THE PROBLEM: Would you print the whole listing again, word for word?

RECORDS TO USE:
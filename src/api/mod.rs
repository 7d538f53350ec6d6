pub mod health;
pub mod swagger;
pub mod users;


use actix_web::web;

use crate::utils::error::AppError;

/// Rotas do serviço. Corpo/query inválidos viram 400 `{error}` como os demais erros.
pub fn configure(cfg: &mut web::ServiceConfig) {
    cfg.app_data(
        web::JsonConfig::default()
            .error_handler(|err, _req| AppError::InvalidRequest(err.to_string()).into()),
    )
    .app_data(
        web::QueryConfig::default()
            .error_handler(|err, _req| AppError::InvalidRequest(err.to_string()).into()),
    )
    // Health check
    .route("/health", web::get().to(health::health_check))
    // Users
    .service(users::create_user)
    .service(users::list_users)
    .service(users::get_user)
    .service(users::update_user)
    .service(users::delete_user);
}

WRITTEN RESPONSE:
filename src/api/mod.rs
repository 7d538f53350ec6d6
pub mod health;
pub mod swagger;
pub mod users;


use actix_web::web;

use crate::utils::error::AppError;

/// Rotas do serviço. Corpo/query inválidos viram 400 `{error}` como os demais erros.
pub fn configure(cfg: &mut web::ServiceConfig) {
    cfg.app_data(
        web::JsonConfig::default()
            .error_handler(|err, _req| AppError::InvalidRequest(err.to_string()).into()),
    )
    .app_data(
        web::QueryConfig::default()
            .error_handler(|err, _req| AppError::InvalidRequest(err.to_string()).into()),
    )
    // Health check
    .route("/health", web::get().to(health::health_check))
    // Users
    .service(users::create_user)
    .service(users::list_users)
    .service(users::get_user)
    .service(users::update_user)
    .service(users::delete_user);
}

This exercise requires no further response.